It’s the first step and it’s vital, remind yourself of something as you feel these emotions;
They will not kill you
And
You are growing and learning from them
Keep that in the back of your mind the whole time. This experience will only make you stronger and wiser in the end.
- Once you’ve grieved, Don’t allow yourself to be the Victim
Stop me if you have heard me say any of these things before:
“I can’t go on without here”
“I can’t handle how much I miss her”
“I can’t fathom a life without her”
“I’ll never love anyone again.”
First off, let me start by saying, Yes you can, and yes you will. Most of us like to tell ourselves these things as a way to take a victim mentality and hope that if we hurt enough, and feel sorry for ourselves enough, then someone will feel bad for us and we may get back what we lost. But, you won’t, and I know it’s hard to believe right now, but you don’t want to either. Remember, she left you. So go out there and make her regret the fact that she let go of such an amazing guy.
- Accept that it’s over, Work on yourself
I’m not saying that there is no chance for a rekindling of your relationship, but face it, it ended for a reason. Whatever that reason Is, accept that the relationship is over, and that there are things that need to be worked on, but for you. If you do everything for them, and they don’t come back, then you are setting yourself up for more failure, and thus, more grief.
- Meditate…….No, really. Do it!
Okay, I realize I may have just lost a few of you by bringing up meditation, but I used to be like you. I used to say the same things you’re thinking right now:
“You mean, praying?”
“Sitting down and just breathing? That won’t work for me, homie.”
I know what you mean, and it’s even harder for me, because my Ex tried to get me into it and I pretty much laughed in her face, told her that wasn’t for me, and never tried it.

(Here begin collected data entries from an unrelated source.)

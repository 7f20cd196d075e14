use chrono::Utc;
use sea_orm::{
    ActiveModelTrait, ActiveValue, ColumnTrait, ConnectionTrait, DbErr, DeleteResult,
    EntityTrait, IntoActiveModel, QueryFilter, QueryOrder,
};

use crate::server::model::db::ConnectorUserModel;

/// Bindings between Heimdall users and platform accounts, one per user and connector type.
pub struct ConnectorUserRepository<'a, C: ConnectionTrait> {
    db: &'a C,
}

impl<'a, C: ConnectionTrait> ConnectorUserRepository<'a, C> {
    /// Creates a new instance of [`ConnectorUserRepository`]
    pub fn new(db: &'a C) -> Self {
        Self { db }
    }

    /// Create a binding between a user and a platform account
    ///
    /// # Arguments
    /// - `connector_type`: Connector the binding belongs to
    /// - `user_id`: ID of the Heimdall user
    /// - `connector_id`: Account identifier on the platform
    /// - `connector_name`: Account display name on the platform
    /// - `unique_id`: Platform-specific unique identifier
    pub async fn create(
        &self,
        connector_type: &str,
        user_id: i32,
        connector_id: &str,
        connector_name: &str,
        unique_id: &str,
    ) -> Result<ConnectorUserModel, DbErr> {
        let connector_user = entity::connector_user::ActiveModel {
            connector_type: ActiveValue::Set(connector_type.to_string()),
            connector_id: ActiveValue::Set(connector_id.to_string()),
            connector_name: ActiveValue::Set(connector_name.to_string()),
            user_id: ActiveValue::Set(user_id),
            unique_id: ActiveValue::Set(unique_id.to_string()),
            created_at: ActiveValue::Set(Utc::now().naive_utc()),
            updated_at: ActiveValue::Set(Utc::now().naive_utc()),
            ..Default::default()
        };

        connector_user.insert(self.db).await
    }

    /// Get the binding of a user for a connector type
    pub async fn get_by_user_id(
        &self,
        connector_type: &str,
        user_id: i32,
    ) -> Result<Option<ConnectorUserModel>, DbErr> {
        entity::prelude::ConnectorUser::find()
            .filter(entity::connector_user::Column::ConnectorType.eq(connector_type))
            .filter(entity::connector_user::Column::UserId.eq(user_id))
            .one(self.db)
            .await
    }

    /// Update the platform account of an existing binding
    ///
    /// # Returns
    /// - `Some` with the updated binding, or `None` if the binding does not exist
    pub async fn update(
        &self,
        id: i32,
        connector_id: &str,
        connector_name: &str,
        unique_id: &str,
    ) -> Result<Option<ConnectorUserModel>, DbErr> {
        let connector_user = match entity::prelude::ConnectorUser::find_by_id(id)
            .one(self.db)
            .await?
        {
            Some(connector_user) => connector_user,
            None => return Ok(None),
        };

        let mut connector_user_am = connector_user.into_active_model();
        connector_user_am.connector_id = ActiveValue::Set(connector_id.to_string());
        connector_user_am.connector_name = ActiveValue::Set(connector_name.to_string());
        connector_user_am.unique_id = ActiveValue::Set(unique_id.to_string());
        connector_user_am.updated_at = ActiveValue::Set(Utc::now().naive_utc());

        let connector_user = connector_user_am.update(self.db).await?;

        Ok(Some(connector_user))
    }

    /// Deletes the binding of a user for a connector type
    ///
    /// Returns OK regardless of the binding existing, to confirm the deletion result
    /// check the [`DeleteResult::rows_affected`] field.
    pub async fn delete(&self, connector_type: &str, user_id: i32) -> Result<DeleteResult, DbErr> {
        entity::prelude::ConnectorUser::delete_many()
            .filter(entity::connector_user::Column::ConnectorType.eq(connector_type))
            .filter(entity::connector_user::Column::UserId.eq(user_id))
            .exec(self.db)
            .await
    }

    /// Get all bindings of a connector type, ordered by record ID
    ///
    /// Without a connector type no binding matches and an empty list is returned.
    pub async fn get_many_by_connector_type(
        &self,
        connector_type: Option<&str>,
    ) -> Result<Vec<ConnectorUserModel>, DbErr> {
        let Some(connector_type) = connector_type else {
            return Ok(Vec::new());
        };

        entity::prelude::ConnectorUser::find()
            .filter(entity::connector_user::Column::ConnectorType.eq(connector_type))
            .order_by_asc(entity::connector_user::Column::Id)
            .all(self.db)
            .await
    }
}
use dioxus_logger::tracing;
use sea_orm::DatabaseConnection;

use crate::server::{
    config::ConnectorConfig,
    data::connector::user::ConnectorUserRepository,
    error::Error,
    model::db::ConnectorUserModel,
    service::connector::logger::{ConnectorEvent, EventLogger, LogLevel},
};

static LOG_CATEGORY: &str = "user";

/// Platform account of a Heimdall user.
#[derive(Clone, Debug, PartialEq, Eq)]
pub struct ConnectorAccount {
    /// Account identifier on the platform
    pub connector_id: String,
    /// Account display name on the platform
    pub connector_name: String,
    /// Platform-specific unique identifier
    pub unique_id: String,
}

/// Manages bindings between Heimdall users and platform accounts.
///
/// Link and unlink operations are recorded through the [`EventLogger`]. A failure to record
/// them is traced and does not fail the operation, the binding is already committed.
pub struct ConnectorUserService<'a> {
    db: &'a DatabaseConnection,
    config: &'a ConnectorConfig,
}

impl<'a> ConnectorUserService<'a> {
    /// Creates a new instance of [`ConnectorUserService`]
    pub fn new(db: &'a DatabaseConnection, config: &'a ConnectorConfig) -> Self {
        Self { db, config }
    }

    /// Links a user to a platform account.
    ///
    /// A user holds a single binding per connector type, linking again replaces the account
    /// of the existing binding.
    ///
    /// # Returns
    /// - `Ok(ConnectorUserModel)` - The created or updated binding
    /// - `Err(Error::DbErr)` - The user does not exist or a query failed
    pub async fn link_user(
        &self,
        connector_type: &str,
        user_id: i32,
        account: &ConnectorAccount,
    ) -> Result<ConnectorUserModel, Error> {
        let connector_user_repo = ConnectorUserRepository::new(self.db);

        let existing = connector_user_repo
            .get_by_user_id(connector_type, user_id)
            .await?;

        let linked_user = match existing {
            Some(existing) => connector_user_repo
                .update(
                    existing.id,
                    &account.connector_id,
                    &account.connector_name,
                    &account.unique_id,
                )
                .await?
                .ok_or_else(|| {
                    Error::InternalError(format!(
                        "{} binding ID {} of user ID {} disappeared during update",
                        connector_type, existing.id, user_id
                    ))
                })?,
            None => {
                connector_user_repo
                    .create(
                        connector_type,
                        user_id,
                        &account.connector_id,
                        &account.connector_name,
                        &account.unique_id,
                    )
                    .await?
            }
        };

        self.log(
            connector_type,
            format!(
                "User ID {} linked to {} ({})",
                user_id, account.connector_name, account.connector_id
            ),
        )
        .await;

        Ok(linked_user)
    }

    /// Gets the binding of a user for a connector type.
    pub async fn get(
        &self,
        connector_type: &str,
        user_id: i32,
    ) -> Result<Option<ConnectorUserModel>, Error> {
        let connector_user_repo = ConnectorUserRepository::new(self.db);

        Ok(connector_user_repo
            .get_by_user_id(connector_type, user_id)
            .await?)
    }

    /// Removes the binding of a user for a connector type.
    ///
    /// # Returns
    /// - `Ok(true)` - The binding was removed
    /// - `Ok(false)` - The user had no binding for the connector type
    pub async fn unlink(&self, connector_type: &str, user_id: i32) -> Result<bool, Error> {
        let connector_user_repo = ConnectorUserRepository::new(self.db);

        let result = connector_user_repo.delete(connector_type, user_id).await?;
        if result.rows_affected == 0 {
            return Ok(false);
        }

        self.log(connector_type, format!("User ID {} unlinked", user_id))
            .await;

        Ok(true)
    }

    /// Lists the bindings of a connector type, nothing is listed without a connector type.
    pub async fn list(
        &self,
        connector_type: Option<&str>,
    ) -> Result<Vec<ConnectorUserModel>, Error> {
        let connector_user_repo = ConnectorUserRepository::new(self.db);

        Ok(connector_user_repo
            .get_many_by_connector_type(connector_type)
            .await?)
    }

    async fn log(&self, connector_type: &str, message: String) {
        let event = ConnectorEvent::new(connector_type, LogLevel::Info, LOG_CATEGORY, message);

        if let Err(e) = EventLogger::new(self.db, self.config).handle(&event).await {
            tracing::error!("Failed to record {} event: {}", connector_type, e);
        }
    }
}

Then she dumped me, and I decided to give it a try and really commit to working it into my daily routine.
I know it seems dumb to you right now, because it did to me for a whil, before I committed to it. But I promise you it will change your life.
Meditation is not about just sitting down and breathing. It’s about training your mind to be clear and focused on just one thing, and getting acquainted with your body on a deeper spiritual level.
It’s hard at first, and your mind definitely will wander, and you will have to chase it around like a puppy. The key is to simply begin again whenever you feel your mind wander, connect with your breath (In-Out-in-out) and feel your body breathing. One thing that helped me immensely was incorporating mantras into my breathing that reaffirmed my love for myself (which I had lost following the breakup) and made my mind accept that I was awesome:
In- “I Love myself”
Out- “Regret” (releasing it from my body)
In- “I love myself”
Out- “self-doubt”
Please understand that meditation is hard, and like anything worth learning, it takes a lot of practice. The more you do it, the more you will notice the positive changes it has on your life.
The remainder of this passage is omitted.